### Assignment
Only part of the listing is needed, namely the lines from its start through the line with "session in milliseconds", and they should be retyped exactly.

### Dataset records
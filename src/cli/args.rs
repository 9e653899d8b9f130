//! Command-line argument definitions

use std::path::PathBuf;

use clap::{Args, ValueEnum};
use clap_num::number_range;

/// Container and encoder backend
#[derive(Debug, Clone, Copy, PartialEq, Eq, ValueEnum)]
pub enum Backend {
    /// H.264 encoder and MP4 files through libav
    Libav,
    /// Synthetic encoder and line-delimited JSON trace files
    Trace,
}

impl Backend {
    pub fn default_backend() -> Self {
        if cfg!(feature = "libav") {
            Backend::Libav
        } else {
            Backend::Trace
        }
    }

    pub fn name(self) -> &'static str {
        match self {
            Backend::Libav => "libav",
            Backend::Trace => "trace",
        }
    }
}

/// Listing output format
#[derive(Debug, Clone, Copy, PartialEq, Eq, ValueEnum)]
pub enum ListFormat {
    Text,
    Json,
    Yaml,
}

fn cap_range(s: &str) -> Result<u64, String> {
    number_range(s, 100, 600_000)
}

fn fps_range(s: &str) -> Result<u32, String> {
    number_range(s, 1, 240)
}

fn dimension_range(s: &str) -> Result<u32, String> {
    number_range(s, 16, 7680)
}

/// Arguments for the record command
#[derive(Args, Debug)]
pub struct RecordArgs {
    /// Encoder and container backend
    #[arg(long, value_enum, default_value_t = Backend::default_backend())]
    pub backend: Backend,

    /// Maximum recorded duration per session in milliseconds
    #[arg(long, value_parser = cap_range)]
    pub cap_ms: Option<u64>,

    /// Directory for segments and stitched videos
    #[arg(long)]
    pub media_dir: Option<PathBuf>,

    /// Frames per second
    #[arg(long, value_parser = fps_range)]
    pub fps: Option<u32>,

    /// Frame width
    #[arg(long, value_parser = dimension_range)]
    pub width: Option<u32>,

    /// Frame height
    #[arg(long, value_parser = dimension_range)]
    pub height: Option<u32>,

    /// Rotation hint for new segments in degrees
    #[arg(long, allow_hyphen_values = true)]
    pub orientation: Option<i32>,

    /// Scripted presses instead of stdin, e.g. "hold:2500,wait:500,hold:4000"
    #[arg(long)]
    pub script: Option<String>,

    /// Keep segments that were never stitched when exiting
    #[arg(long)]
    pub keep_segments: bool,

    /// Print progress and events as JSON lines
    #[arg(long)]
    pub json: bool,
}

/// Arguments for the stitch command
#[derive(Args, Debug)]
pub struct StitchArgs {
    /// Segment files, in recording order
    #[arg(required = true, num_args = 1..)]
    pub segments: Vec<PathBuf>,

    /// Container backend the segments were written with
    #[arg(long, value_enum, default_value_t = Backend::default_backend())]
    pub backend: Backend,

    /// Directory for the stitched video (defaults to the media directory)
    #[arg(long)]
    pub out_dir: Option<PathBuf>,

    /// Rotation hint for the stitched video in degrees
    #[arg(long, allow_hyphen_values = true)]
    pub orientation: Option<i32>,

    /// Do not delete the segment files afterwards
    #[arg(long)]
    pub keep_segments: bool,

    /// Print the stitch report as JSON
    #[arg(long)]
    pub json: bool,
}

/// Arguments for the library command
#[derive(Args, Debug)]
pub struct LibraryArgs {
    /// Directory to list (defaults to the configured media directory)
    #[arg(long)]
    pub media_dir: Option<PathBuf>,

    /// Backend whose file extension to look for
    #[arg(long, value_enum, default_value_t = Backend::default_backend())]
    pub backend: Backend,

    /// Delete leftover segment files
    #[arg(long)]
    pub purge: bool,

    /// Output format
    #[arg(long, value_enum, default_value_t = ListFormat::Text)]
    pub format: ListFormat,
}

### Reply
filename src/cli/args.rs
repository 9e653899d8b9f130
//! Command-line argument definitions

use std::path::PathBuf;

use clap::{Args, ValueEnum};
use clap_num::number_range;

/// Container and encoder backend
#[derive(Debug, Clone, Copy, PartialEq, Eq, ValueEnum)]
pub enum Backend {
    /// H.264 encoder and MP4 files through libav
    Libav,
    /// Synthetic encoder and line-delimited JSON trace files
    Trace,
}

impl Backend {
    pub fn default_backend() -> Self {
        if cfg!(feature = "libav") {
            Backend::Libav
        } else {
            Backend::Trace
        }
    }

    pub fn name(self) -> &'static str {
        match self {
            Backend::Libav => "libav",
            Backend::Trace => "trace",
        }
    }
}

/// Listing output format
#[derive(Debug, Clone, Copy, PartialEq, Eq, ValueEnum)]
pub enum ListFormat {
    Text,
    Json,
    Yaml,
}

fn cap_range(s: &str) -> Result<u64, String> {
    number_range(s, 100, 600_000)
}

fn fps_range(s: &str) -> Result<u32, String> {
    number_range(s, 1, 240)
}

fn dimension_range(s: &str) -> Result<u32, String> {
    number_range(s, 16, 7680)
}

/// Arguments for the record command
#[derive(Args, Debug)]
pub struct RecordArgs {
    /// Encoder and container backend
    #[arg(long, value_enum, default_value_t = Backend::default_backend())]
    pub backend: Backend,

    /// Maximum recorded duration per session in milliseconds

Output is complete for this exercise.